Il n'entre pas dans l'objet de ce rapport d'énumérer les jurisprudences qui pourraient être traduites dans la loi, mais on pourrait citer, à titre d'illustration, celles qui concernent, outre les cas de responsabilités rattachés aux articles 1382 à 1384 du code civil, la définition des différentes obligations qui complètent les contrats (obligations de sécurité, d'information ou de vigilance), la responsabilité contractuelle du fait d'autrui, la responsabilité « précontractuelle » ou la reconnaissance, contre la lettre de l'article 1142 du code civil, de la possibilité d'obtenir une réparation en nature en matière contractuelle.
En tout état de cause, comme pour la codification de certains régimes spéciaux, la reprise, par le législateur, des principales solutions jurisprudentielles, doit aussi lui permettre d'opérer les sélections qui lui apparaissent justifiées .
Les auditions menées par vos rapporteurs leur ont montré que certaines solutions jurisprudentielles étaient en effet contestées. Tel est par exemple le cas de l'application de la responsabilité pour troubles du voisinage aux dommages causés par l'entrepreneur, du fait des travaux, aux voisins du maître de l'ouvrage 10 ( * ) . L'avant-projet de réforme du droit des obligations et du droit de la prescription exclut expressément qu'une telle application soit possible, ce dont s'est félicité M. François Asselin, président de la Commission Marchés de la Fédération française du bâtiment (FBF), tandis que le rapport du groupe de travail de la Cour de cassation présidé par M. Pierre Sargos l'a déploré au motif que le régime d'indemnisation ainsi prévu était d'une mise en oeuvre relativement aisée et qu'il était adapté à la spécificité des nuisances occasionnées.
Sur cette question, comme sur d'autres encore, le législateur pourrait tout à fait opportunément être appelé à se prononcer.
Recommandation n° 5 - Traduire, dans le code civil, l'acquis jurisprudentiel du droit de la responsabilité civile en sélectionnant les solutions qu'il convient de consacrer . |
* 7 Cour de cassation, chambres réunies, 13 février 1930.

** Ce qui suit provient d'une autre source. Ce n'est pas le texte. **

impl StoryGraph {
    pub fn new(stories: Vec<UserStory>) -> Self {
        Self {
            stories,
            active: None,
            preferred: None,
        }
    }

    pub fn stories(&self) -> &[UserStory] {
        &self.stories
    }

    pub fn story(&self, id: &str) -> Option<&UserStory> {
        self.stories.iter().find(|s| s.id == id)
    }

    fn story_mut(&mut self, id: &str) -> Option<&mut UserStory> {
        self.stories.iter_mut().find(|s| s.id == id)
    }

    /// Mark the story currently being executed; it cannot be skipped.
    pub fn set_active(&mut self, id: Option<String>) {
        self.active = id;
    }

    pub fn active(&self) -> Option<&str> {
        self.active.as_deref()
    }

    // -----------------------------------------------------------------------
    // Validation
    // -----------------------------------------------------------------------

    pub fn validate(&self) -> Result<()> {
        let mut seen = HashSet::new();
        for story in &self.stories {
            if !seen.insert(story.id.as_str()) {
                return Err(NightwatchError::DuplicateStory(story.id.clone()));
            }
        }
        for story in &self.stories {
            if let Some(missing) = story.deps().iter().find(|d| !seen.contains(d.as_str())) {
                return Err(NightwatchError::UnknownDependency {
                    story: story.id.clone(),
                    dependency: missing.clone(),
                });
            }
        }
        if let Some(path) = self.find_cycle() {
            return Err(NightwatchError::CircularDependency { path });
        }
        Ok(())
    }

    /// Depth-first search with explicit frames. Returns the cycle as a path
    /// that starts and ends with the same id, e.g. `[A, B, A]`.
    fn find_cycle(&self) -> Option<Vec<String>> {
        let index: HashMap<&str, usize> = self
            .stories
            .iter()
            .enumerate()
            .map(|(i, s)| (s.id.as_str(), i))
            .collect();
        let mut marks = vec![Mark::Unvisited; self.stories.len()];

        for start in 0..self.stories.len() {
            if marks[start] != Mark::Unvisited {
                continue;
            }
            // (story index, next dependency to visit)
            let mut stack: Vec<(usize, usize)> = vec![(start, 0)];
            marks[start] = Mark::OnStack;

            while let Some(&(node, next)) = stack.last() {
                let deps = self.stories[node].deps();
                if next >= deps.len() {
                    marks[node] = Mark::Done;
                    stack.pop();
                    continue;
                }
                if let Some(top) = stack.last_mut() {
                    top.1 += 1;
                }
                let Some(&dep) = index.get(deps[next].as_str()) else {
                    continue;
                };
                match marks[dep] {
                    Mark::Unvisited => {
                        marks[dep] = Mark::OnStack;
                        stack.push((dep, 0));
                    }
                    Mark::OnStack => {
                        let from = stack.iter().position(|&(n, _)| n == dep).unwrap_or(0);
                        let mut path: Vec<String> = stack[from..]
                            .iter()
                            .map(|&(n, _)| self.stories[n].id.clone())
                            .collect();
                        path.push(self.stories[dep].id.clone());
                        return Some(path);
                    }
                    Mark::Done => {}
                }
            }
        }
        None
    }

    // -----------------------------------------------------------------------
    // Scheduling
    // -----------------------------------------------------------------------

    fn is_eligible(&self, story: &UserStory) -> bool {
        !story.passes
            && !story.skipped
            && story
                .deps()
                .iter()
                .all(|d| self.story(d).is_some_and(|dep| dep.passes))
    }

    /// The next story to work on: smallest priority among eligible stories,
    /// ties broken by backlog order. Validates the graph first.
    pub fn next(&self) -> Result<Option<&UserStory>> {
        self.validate()?;

        if let Some(preferred) = self.preferred.as_deref().and_then(|id| self.story(id)) {
            if self.is_eligible(preferred) {
                return Ok(Some(preferred));
            }
        }

        Ok(self
            .stories
            .iter()
            .enumerate()
            .filter(|(_, s)| self.is_eligible(s))
            .min_by_key(|(idx, s)| (s.priority, *idx))
            .map(|(_, s)| s))
    }

    /// True iff every story passes. Skipped stories do not count as done.
    pub fn is_complete(&self) -> bool {
        self.stories.iter().all(|s| s.passes)
    }

    pub fn summary(&self) -> BacklogSummary {
        let mut summary = BacklogSummary {
            total: self.stories.len(),
            ..Default::default()
        };
        for story in &self.stories {
            if story.passes {
                summary.passed += 1;
            } else if story.skipped {
                summary.skipped += 1;
            } else if self.is_eligible(story) {
                summary.eligible += 1;
            } else {
                summary.blocked += 1;
            }
        }
        summary
    }

    // -----------------------------------------------------------------------
    // Commands
    // -----------------------------------------------------------------------

    pub fn skip(&mut self, id: &str) -> CommandOutcome {
        if self.active.as_deref() == Some(id) {
            return CommandOutcome::Rejected {
                reason: format!("story '{id}' is currently executing"),
            };
        }
        let Some(story) = self.story_mut(id) else {
            return CommandOutcome::Rejected {
                reason: format!("story '{id}' not found"),
            };
        };
        if story.passes {
            return CommandOutcome::Rejected {
                reason: format!("story '{id}' already passes"),
            };
        }
        if story.skipped {
            return CommandOutcome::Unchanged {
                reason: format!("story '{id}' is already skipped"),
            };
        }
        story.skipped = true;
        let note = "Skipped via queue command".to_string();
        story.append_note(&note);
        CommandOutcome::Applied { note }
    }

    pub fn prioritize(&mut self, id: &str) -> CommandOutcome {
        let Some(story) = self.story_mut(id) else {
            return CommandOutcome::Rejected {
                reason: format!("story '{id}' not found"),
            };
        };
        if story.passes {
            return CommandOutcome::Rejected {
                reason: format!("story '{id}' already passes"),
            };
        }
        if story.skipped {
            return CommandOutcome::Rejected {
                reason: format!("story '{id}' is skipped"),
            };
        }
        let previous = story.priority;
        story.priority = 0;
        let note = format!("Prioritized via queue command (previous priority {previous})");
        story.append_note(&note);
        self.preferred = Some(id.to_string());
        CommandOutcome::Applied { note }
    }

    pub fn mark_passed(&mut self, id: &str) -> Result<&UserStory> {
        let story = self
            .story_mut(id)
            .ok_or_else(|| NightwatchError::StoryNotFound(id.to_string()))?;
        story.passes = true;
        story.append_note(COMPLETION_NOTE);
        Ok(story)
    }

    pub fn record_attempts(&mut self, id: &str, attempts: &[EscalationAttempt]) -> Result<&UserStory> {
        let story = self
            .story_mut(id)
            .ok_or_else(|| NightwatchError::StoryNotFound(id.to_string()))?;
        story.attempts.extend_from_slice(attempts);
        Ok(story)
    }
}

* 8 Tel est le cas, en particulier, de la détermination de l'identité du gardien lorsque le propriétaire s'est dessaisi d'une partie de ses prérogatives au profit d'un simple détenteur (locataire, emprunteur, dépositaire, réparateur, concessionnaire ou usager occasionnel).
* 9 Cour de cassation, chambres réunies, 2 décembre 1941.
* 10 Troisième chambre civile de la Cour de cassation, 30 juin 1998, Bulletin n° 144.